Because he's still having an affair. Because you haven't exposed. Because he does not fear you will do anything about it so he thinks and knows he can keep both the affair and his wife and everything will be awesome w/ zero consequences and you will never do a thing about it. Because he wants to keep the affair going.



onthefence16 said:



.I asked my H what he would do if I exposed the affair and he told me he would stop talking to me

Click to expand...

Hahahaha. What a joke and childish "I will stop talking to you if you expose my affair, betrayal, lies and cheating for what it is!" Do you know how stupid that sounds? Read and re-read waht I wrote because that is what he's telling you.

Here's the thing about exposure: NEVER GIVE YOUR SPOUSE OR THE OTHER WOMAN/MAN WARNING THAT YOU ARE ABOUT TO EXPOSE. JUST DO IT!!! 

Why?

Because that will give him and the OW time to get their stories straight/corroborate timelines and make YOU out to be the crazy/psycho wife who has trust issues and is going through a hard time in her marriage,therefore she suspects her husband is cheating on her and wants to lash out at everyone. They WILL do this if you keep giving them warnings. Oh and you bet he's told her already "My wife knows...if someone asks we can just say we're friends" and have already started planning and concocting their stupid excuses and lame cover up stories.

Find out who her guy is and exposes immediately:

"Ow's boyfriend,

Your girlfriend, Name, has been having an affair with my Husband's Name since on or about Month/Year. I discovered the affair by way of (fill in the blank). (copy/paste or verbalize any proof you have).Their affair has been detrimental to my marriagel. My husband told me the affair ended however I have proof contradicts that--they are still having an affair and in contact.

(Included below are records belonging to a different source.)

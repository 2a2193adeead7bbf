//! Drives the `desk` binary against a temporary data directory.

use std::path::Path;
use std::process::{Command, Output};

use pretty_assertions::assert_eq;
use tempfile::TempDir;

fn desk(dir: &Path, args: &[&str]) -> Output {
    Command::new(env!("CARGO_BIN_EXE_desk"))
        .current_dir(dir)
        .env_remove("NEWSDESK_STORAGE__DIR")
        .env_remove("NEWSDESK_STORAGE__KEY")
        .env_remove("NEWSDESK_LOG")
        .arg("--data-dir")
        .arg(dir.join("data"))
        .args(args)
        .output()
        .expect("desk binary should run")
}

fn json(output: &Output) -> serde_json::Value {
    assert!(
        output.status.success(),
        "desk failed: {}",
        String::from_utf8_lossy(&output.stderr)
    );
    serde_json::from_slice(&output.stdout).expect("stdout should be JSON")
}

#[test]
fn fresh_store_lists_samples() {
    let dir = TempDir::new().unwrap();
    let listing = json(&desk(dir.path(), &["list", "--format", "json"]));

    assert_eq!(listing["range"], "1-3 of 3");
    assert_eq!(listing["items"][0]["id"], "1");
    assert!(!dir.path().join("data").join("cms_articles.json").exists());
}

#[test]
fn add_persists_and_prepends() {
    let dir = TempDir::new().unwrap();
    let created = json(&desk(
        dir.path(),
        &[
            "add", "--format", "json", "--headline", "Harbor festival returns", "--author",
            "Mina Park", "--body", "Boats and music all weekend.", "--date", "2025-08-02",
            "--published",
        ],
    ));
    let id = created["id"].as_str().unwrap().to_string();

    let listing = json(&desk(dir.path(), &["list", "--format", "json", "--status", "published"]));
    assert_eq!(listing["items"][0]["id"], id.as_str());
    assert_eq!(listing["total_items"], 3);
    assert!(dir.path().join("data").join("cms_articles.json").exists());
}

#[test]
fn invalid_add_reports_field_errors() {
    let dir = TempDir::new().unwrap();
    let output = desk(
        dir.path(),
        &[
            "add", "--headline", " ", "--author", "Jane123", "--body", "x", "--date", "",
        ],
    );

    assert!(!output.status.success());
    let stderr = String::from_utf8_lossy(&output.stderr);
    assert!(stderr.contains("desk error: article not saved"));
    assert!(stderr.contains("Headline is required"));
    assert!(stderr.contains("Author must not contain numbers"));
    assert!(stderr.contains("Publication date is required"));
}

#[test]
fn toggle_then_delete() {
    let dir = TempDir::new().unwrap();

    let toggled = json(&desk(dir.path(), &["toggle", "2", "--format", "json"]));
    assert_eq!(toggled["applied"], true);
    let listing = json(&desk(dir.path(), &["list", "--format", "json", "--status", "unpublished"]));
    assert_eq!(listing["total_items"], 0);

    let deleted = json(&desk(dir.path(), &["delete", "2", "--format", "json"]));
    assert_eq!(deleted["applied"], true);
    let again = json(&desk(dir.path(), &["delete", "2", "--format", "json"]));
    assert_eq!(again["applied"], false);
}

#[test]
fn show_renders_preview() {
    let dir = TempDir::new().unwrap();
    let output = desk(dir.path(), &["show", "3"]);
    let text = String::from_utf8_lossy(&output.stdout);

    assert!(output.status.success());
    assert!(text.starts_with("Daily News"));
    assert!(text.contains("14/05/2025"));
    assert!(text.contains("By Carlos Mendoza"));

    let missing = desk(dir.path(), &["show", "404"]);
    assert_eq!(String::from_utf8_lossy(&missing.stdout).trim(), "Article not found.");
}

#[test]
fn edit_attaches_images_in_order() {
    let dir = TempDir::new().unwrap();
    std::fs::write(dir.path().join("one.png"), b"1").unwrap();
    std::fs::write(dir.path().join("two.jpg"), b"22").unwrap();

    let edited = json(&desk(
        dir.path(),
        &[
            "edit", "1", "--format", "json", "--headline", "Park plan approved", "--image",
            "one.png", "--image", "two.jpg",
        ],
    ));

    assert_eq!(edited["headline"], "Park plan approved");
    assert_eq!(edited["images"][0]["name"], "one.png");
    assert_eq!(edited["images"][1]["name"], "two.jpg");
    assert_eq!(edited["images"][1]["sizeBytes"], 2);
}

#[test]
fn show_image_index_wraps_around_the_carousel() {
    let dir = TempDir::new().unwrap();
    std::fs::write(dir.path().join("one.png"), b"1").unwrap();
    std::fs::write(dir.path().join("two.jpg"), b"22").unwrap();
    json(&desk(
        dir.path(),
        &["edit", "1", "--format", "json", "--image", "one.png", "--image", "two.jpg"],
    ));

    let huge = u64::MAX.to_string();
    let preview = json(&desk(dir.path(), &["show", "1", "--format", "json", "--image", &huge]));
    assert_eq!(preview["status"], "found");
    assert_eq!(preview["image"], "two.jpg");
    assert_eq!(preview["carousel"], true);

    let third = json(&desk(dir.path(), &["show", "1", "--format", "json", "--image", "2"]));
    assert_eq!(third["image"], "one.png");
}
use crate::cli::GlobalFlags;
use crate::cli::root_commands::Commands;
use crate::commands;
use crate::context::AppContext;

/// Dispatch a parsed command to the corresponding handler module.
pub async fn dispatch(
    command: Commands,
    ctx: &mut AppContext,
    flags: &GlobalFlags,
) -> anyhow::Result<()> {
    match command {
        Commands::List(args) => commands::list::handle(&args, ctx, flags),
        Commands::Add(args) => commands::add::handle(&args, ctx, flags).await,
        Commands::Edit(args) => commands::edit::handle(&args, ctx, flags).await,
        Commands::Toggle { id } => commands::toggle::handle(&id, ctx, flags),
        Commands::Delete { id } => commands::delete::handle(&id, ctx, flags),
        Commands::Show(args) => commands::show::handle(&args, ctx, flags),
    }
}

I am telling you this because you deserve to know the truth. If you were already aware of the affair, then I am sure that this comes as no surprise to you, but if not, I am sorry to have to be the one to inform you. If you want to talk further or need further proof, you may contact me (at....fill in the blank).

Onthefence"

THIS IS HOW YOU DO IT!!!!!!!!!!!!!!!!!!!!!!!!!!!!!!

F them! And no, your husband doesn't sound like he wants to work it out with you if he's still lying to you. So expose him for the liar and cheater he is without telling him or the OW. And in the interim, tell him "I am aware you are lying to me and still in contact with the OW. You need to leave today because I refuse to live in an open marriage. I refuse to be treated so callously and be lied to and I will not tolerate this nonsense and your betrayals anymore. Get the f*ck out, homes!"

Remove yourself as an option for him. He will not feel any consequences as long as you're covering up the affair and allowing him to stay in the housse/carry on as a married man with all the benefits of a committed relationship. He is not committed to your marriage, therefore you do not need to reward him with the same generosity and pat him on the back and feel fearful when he is the one making these d!ck moves. Tell him where to go. 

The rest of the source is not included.